◆ TASK PROMPT:
Go through the entries below. Copy each line in which "PathBuf" appears.

(Stored data entries)
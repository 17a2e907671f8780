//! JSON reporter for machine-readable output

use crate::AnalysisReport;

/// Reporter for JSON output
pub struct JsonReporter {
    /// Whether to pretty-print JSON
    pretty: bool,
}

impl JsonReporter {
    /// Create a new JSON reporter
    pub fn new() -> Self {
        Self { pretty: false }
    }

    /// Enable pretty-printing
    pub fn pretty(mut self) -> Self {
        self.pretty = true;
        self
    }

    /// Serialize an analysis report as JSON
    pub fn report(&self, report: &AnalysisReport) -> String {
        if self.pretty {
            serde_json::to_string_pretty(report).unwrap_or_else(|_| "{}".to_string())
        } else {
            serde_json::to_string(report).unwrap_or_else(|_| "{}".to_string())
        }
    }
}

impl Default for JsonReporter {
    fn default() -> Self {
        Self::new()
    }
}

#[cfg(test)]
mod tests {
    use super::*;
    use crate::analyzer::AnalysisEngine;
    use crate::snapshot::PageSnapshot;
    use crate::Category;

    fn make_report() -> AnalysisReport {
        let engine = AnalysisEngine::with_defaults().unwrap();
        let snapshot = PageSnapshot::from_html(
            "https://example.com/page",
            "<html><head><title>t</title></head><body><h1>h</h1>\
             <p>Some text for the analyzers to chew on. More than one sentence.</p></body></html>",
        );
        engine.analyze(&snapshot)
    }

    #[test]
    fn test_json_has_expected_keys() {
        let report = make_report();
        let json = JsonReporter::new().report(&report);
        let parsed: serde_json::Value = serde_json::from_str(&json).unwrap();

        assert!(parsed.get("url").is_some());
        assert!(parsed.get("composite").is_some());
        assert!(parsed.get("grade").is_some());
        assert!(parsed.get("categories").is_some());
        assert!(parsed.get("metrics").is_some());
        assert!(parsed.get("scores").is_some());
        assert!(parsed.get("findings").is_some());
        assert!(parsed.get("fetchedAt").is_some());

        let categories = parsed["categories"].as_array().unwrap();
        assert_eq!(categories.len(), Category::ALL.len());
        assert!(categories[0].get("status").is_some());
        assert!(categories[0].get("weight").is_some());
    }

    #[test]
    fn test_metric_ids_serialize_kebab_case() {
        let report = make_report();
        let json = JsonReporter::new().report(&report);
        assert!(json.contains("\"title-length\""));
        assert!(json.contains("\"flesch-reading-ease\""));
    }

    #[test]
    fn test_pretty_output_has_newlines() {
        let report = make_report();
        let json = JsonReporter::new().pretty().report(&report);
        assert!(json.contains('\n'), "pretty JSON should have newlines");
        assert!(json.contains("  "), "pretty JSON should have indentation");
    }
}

==

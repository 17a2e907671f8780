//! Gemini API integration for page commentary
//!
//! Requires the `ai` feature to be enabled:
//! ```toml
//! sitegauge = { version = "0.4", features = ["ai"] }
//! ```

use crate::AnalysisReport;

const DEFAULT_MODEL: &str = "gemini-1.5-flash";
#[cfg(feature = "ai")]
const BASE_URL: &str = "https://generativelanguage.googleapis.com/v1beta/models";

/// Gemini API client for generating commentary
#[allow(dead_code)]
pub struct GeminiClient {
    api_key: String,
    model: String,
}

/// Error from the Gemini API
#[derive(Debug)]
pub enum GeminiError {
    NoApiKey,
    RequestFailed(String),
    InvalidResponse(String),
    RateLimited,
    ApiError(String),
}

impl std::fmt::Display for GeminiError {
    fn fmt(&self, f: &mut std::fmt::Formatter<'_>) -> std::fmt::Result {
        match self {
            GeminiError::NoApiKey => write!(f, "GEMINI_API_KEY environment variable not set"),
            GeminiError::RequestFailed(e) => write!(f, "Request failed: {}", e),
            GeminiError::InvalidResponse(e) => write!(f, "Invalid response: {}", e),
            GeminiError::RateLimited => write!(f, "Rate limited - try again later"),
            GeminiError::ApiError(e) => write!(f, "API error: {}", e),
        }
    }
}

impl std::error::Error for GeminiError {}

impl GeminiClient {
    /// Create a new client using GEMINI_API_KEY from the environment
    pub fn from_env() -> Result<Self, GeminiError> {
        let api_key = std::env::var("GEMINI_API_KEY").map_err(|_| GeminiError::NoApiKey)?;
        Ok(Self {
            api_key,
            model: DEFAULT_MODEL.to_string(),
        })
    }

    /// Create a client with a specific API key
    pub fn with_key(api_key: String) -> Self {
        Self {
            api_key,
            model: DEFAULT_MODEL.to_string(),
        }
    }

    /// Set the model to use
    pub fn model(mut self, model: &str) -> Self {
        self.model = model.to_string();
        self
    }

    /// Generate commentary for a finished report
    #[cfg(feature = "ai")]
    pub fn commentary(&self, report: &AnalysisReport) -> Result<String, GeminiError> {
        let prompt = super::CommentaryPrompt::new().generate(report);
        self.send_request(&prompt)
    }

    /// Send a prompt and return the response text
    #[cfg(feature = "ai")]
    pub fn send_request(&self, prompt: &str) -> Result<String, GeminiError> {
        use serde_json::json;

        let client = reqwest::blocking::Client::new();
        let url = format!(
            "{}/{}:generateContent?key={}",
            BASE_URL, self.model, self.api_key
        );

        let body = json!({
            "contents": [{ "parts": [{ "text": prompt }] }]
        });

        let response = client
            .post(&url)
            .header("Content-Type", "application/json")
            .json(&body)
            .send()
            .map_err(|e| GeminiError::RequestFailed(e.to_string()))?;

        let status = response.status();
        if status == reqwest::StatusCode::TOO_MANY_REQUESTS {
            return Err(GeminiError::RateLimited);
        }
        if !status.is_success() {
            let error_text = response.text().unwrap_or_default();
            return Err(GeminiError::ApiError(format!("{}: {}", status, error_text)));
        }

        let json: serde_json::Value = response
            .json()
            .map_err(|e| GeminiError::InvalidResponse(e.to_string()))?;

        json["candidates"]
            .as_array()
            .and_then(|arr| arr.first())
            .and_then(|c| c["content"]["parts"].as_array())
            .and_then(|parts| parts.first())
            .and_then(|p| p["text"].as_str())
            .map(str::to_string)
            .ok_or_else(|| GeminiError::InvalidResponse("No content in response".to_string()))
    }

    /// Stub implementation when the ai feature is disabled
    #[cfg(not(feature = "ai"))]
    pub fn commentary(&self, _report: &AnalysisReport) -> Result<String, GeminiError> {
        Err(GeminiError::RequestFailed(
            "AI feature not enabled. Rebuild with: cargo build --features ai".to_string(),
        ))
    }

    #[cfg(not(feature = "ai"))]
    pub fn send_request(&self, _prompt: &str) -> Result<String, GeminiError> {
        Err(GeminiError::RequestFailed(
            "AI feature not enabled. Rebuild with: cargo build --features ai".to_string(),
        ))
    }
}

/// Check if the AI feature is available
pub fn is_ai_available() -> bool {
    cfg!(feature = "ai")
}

* * *

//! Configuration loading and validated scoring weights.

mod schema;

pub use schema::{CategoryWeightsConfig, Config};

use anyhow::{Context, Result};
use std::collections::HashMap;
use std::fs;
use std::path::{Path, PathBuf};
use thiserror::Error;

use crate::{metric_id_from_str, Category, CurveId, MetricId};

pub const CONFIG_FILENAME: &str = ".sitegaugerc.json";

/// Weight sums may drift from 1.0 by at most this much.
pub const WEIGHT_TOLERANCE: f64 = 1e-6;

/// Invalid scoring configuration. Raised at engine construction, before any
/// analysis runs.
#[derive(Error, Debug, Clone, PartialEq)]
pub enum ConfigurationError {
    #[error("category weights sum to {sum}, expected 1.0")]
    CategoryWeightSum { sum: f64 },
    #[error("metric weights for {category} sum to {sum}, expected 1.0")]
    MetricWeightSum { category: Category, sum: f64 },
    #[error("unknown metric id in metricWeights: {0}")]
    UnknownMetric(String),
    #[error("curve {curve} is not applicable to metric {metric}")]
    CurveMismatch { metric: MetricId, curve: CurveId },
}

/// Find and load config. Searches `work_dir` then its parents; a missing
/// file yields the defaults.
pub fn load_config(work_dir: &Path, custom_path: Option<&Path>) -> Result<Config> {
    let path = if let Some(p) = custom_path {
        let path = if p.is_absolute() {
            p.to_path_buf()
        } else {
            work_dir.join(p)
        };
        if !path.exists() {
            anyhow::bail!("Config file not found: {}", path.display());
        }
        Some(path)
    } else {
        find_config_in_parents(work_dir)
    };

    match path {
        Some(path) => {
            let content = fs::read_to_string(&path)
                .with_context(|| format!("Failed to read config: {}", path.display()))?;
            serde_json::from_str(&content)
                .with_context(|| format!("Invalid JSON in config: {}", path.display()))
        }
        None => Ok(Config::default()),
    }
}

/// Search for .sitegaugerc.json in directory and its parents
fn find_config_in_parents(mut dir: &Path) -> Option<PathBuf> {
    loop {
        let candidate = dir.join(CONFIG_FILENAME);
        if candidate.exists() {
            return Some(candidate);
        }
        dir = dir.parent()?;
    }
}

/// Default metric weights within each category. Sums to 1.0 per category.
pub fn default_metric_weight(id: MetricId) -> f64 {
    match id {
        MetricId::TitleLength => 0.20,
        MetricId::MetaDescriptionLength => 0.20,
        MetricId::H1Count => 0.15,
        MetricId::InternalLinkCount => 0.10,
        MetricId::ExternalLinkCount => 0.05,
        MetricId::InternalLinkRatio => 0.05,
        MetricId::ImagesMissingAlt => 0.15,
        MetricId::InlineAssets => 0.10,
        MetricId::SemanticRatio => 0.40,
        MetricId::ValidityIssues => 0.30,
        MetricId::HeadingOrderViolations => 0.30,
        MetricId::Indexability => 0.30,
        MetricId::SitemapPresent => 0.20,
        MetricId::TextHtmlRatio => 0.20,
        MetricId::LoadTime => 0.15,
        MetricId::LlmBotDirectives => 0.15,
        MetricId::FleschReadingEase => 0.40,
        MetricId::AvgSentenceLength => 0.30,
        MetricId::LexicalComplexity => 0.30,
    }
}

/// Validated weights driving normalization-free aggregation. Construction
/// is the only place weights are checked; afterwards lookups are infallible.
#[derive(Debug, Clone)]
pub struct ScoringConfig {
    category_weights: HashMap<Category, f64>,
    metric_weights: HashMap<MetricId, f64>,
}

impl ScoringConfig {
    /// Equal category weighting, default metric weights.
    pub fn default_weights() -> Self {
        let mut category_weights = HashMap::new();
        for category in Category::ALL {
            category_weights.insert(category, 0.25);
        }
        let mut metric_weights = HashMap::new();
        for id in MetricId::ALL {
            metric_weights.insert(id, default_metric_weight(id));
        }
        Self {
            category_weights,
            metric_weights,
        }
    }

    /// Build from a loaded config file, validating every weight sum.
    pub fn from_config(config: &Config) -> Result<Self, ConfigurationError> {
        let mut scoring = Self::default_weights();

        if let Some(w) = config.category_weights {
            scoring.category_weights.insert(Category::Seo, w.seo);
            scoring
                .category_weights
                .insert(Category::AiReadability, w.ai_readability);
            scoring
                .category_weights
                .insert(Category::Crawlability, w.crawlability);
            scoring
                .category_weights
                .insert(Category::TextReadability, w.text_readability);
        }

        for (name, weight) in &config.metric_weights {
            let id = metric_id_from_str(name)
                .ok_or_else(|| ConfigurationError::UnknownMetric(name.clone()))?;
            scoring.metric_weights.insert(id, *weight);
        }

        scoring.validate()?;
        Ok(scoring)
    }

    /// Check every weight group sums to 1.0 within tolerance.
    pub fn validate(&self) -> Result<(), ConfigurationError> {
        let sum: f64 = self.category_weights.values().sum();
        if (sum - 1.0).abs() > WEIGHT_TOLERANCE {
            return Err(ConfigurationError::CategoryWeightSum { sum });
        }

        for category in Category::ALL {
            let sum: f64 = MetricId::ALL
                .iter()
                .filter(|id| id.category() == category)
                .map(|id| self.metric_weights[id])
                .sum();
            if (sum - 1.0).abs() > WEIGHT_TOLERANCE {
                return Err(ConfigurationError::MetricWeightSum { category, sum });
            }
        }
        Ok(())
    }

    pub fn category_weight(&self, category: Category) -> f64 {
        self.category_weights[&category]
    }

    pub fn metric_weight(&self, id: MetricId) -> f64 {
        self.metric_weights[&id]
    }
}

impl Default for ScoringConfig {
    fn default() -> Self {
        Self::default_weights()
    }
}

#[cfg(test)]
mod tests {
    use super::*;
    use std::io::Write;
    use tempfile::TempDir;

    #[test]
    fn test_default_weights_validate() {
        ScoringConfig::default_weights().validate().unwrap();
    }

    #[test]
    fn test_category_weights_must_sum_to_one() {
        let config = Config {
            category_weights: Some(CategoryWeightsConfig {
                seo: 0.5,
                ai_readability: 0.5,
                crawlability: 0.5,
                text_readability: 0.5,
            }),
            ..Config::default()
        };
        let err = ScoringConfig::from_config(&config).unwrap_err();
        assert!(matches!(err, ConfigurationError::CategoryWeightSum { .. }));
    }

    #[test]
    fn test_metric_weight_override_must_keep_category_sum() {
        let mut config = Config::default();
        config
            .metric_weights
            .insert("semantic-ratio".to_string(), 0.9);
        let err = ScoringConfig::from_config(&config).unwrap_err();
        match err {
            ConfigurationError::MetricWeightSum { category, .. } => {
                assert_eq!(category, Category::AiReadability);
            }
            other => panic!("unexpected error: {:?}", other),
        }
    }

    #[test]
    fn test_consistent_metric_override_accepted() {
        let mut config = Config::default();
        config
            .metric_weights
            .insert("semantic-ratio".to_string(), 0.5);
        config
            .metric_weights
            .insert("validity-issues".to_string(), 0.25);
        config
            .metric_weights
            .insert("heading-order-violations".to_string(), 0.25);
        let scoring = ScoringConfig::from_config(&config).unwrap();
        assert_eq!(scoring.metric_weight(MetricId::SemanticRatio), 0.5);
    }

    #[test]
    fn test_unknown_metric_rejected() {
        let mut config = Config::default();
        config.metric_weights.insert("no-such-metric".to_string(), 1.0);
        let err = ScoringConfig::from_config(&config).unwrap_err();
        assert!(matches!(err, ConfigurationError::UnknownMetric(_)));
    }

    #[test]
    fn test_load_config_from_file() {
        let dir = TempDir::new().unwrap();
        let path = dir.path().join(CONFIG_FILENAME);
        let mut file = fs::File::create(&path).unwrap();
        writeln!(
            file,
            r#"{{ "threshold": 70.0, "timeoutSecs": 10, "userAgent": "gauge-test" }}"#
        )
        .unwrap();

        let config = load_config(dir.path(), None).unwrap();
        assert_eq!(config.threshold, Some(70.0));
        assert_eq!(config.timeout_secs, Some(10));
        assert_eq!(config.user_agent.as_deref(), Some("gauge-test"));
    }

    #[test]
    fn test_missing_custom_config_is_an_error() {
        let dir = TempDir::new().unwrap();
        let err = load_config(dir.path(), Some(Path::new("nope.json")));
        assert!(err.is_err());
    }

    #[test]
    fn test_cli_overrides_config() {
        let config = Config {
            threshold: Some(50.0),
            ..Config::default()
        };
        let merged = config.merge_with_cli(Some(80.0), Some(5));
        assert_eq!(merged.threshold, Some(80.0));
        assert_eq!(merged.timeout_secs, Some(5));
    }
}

◆ EXERCISE OUTPUT:
use std::path::{Path, PathBuf};
fn find_config_in_parents(mut dir: &Path) -> Option<PathBuf> {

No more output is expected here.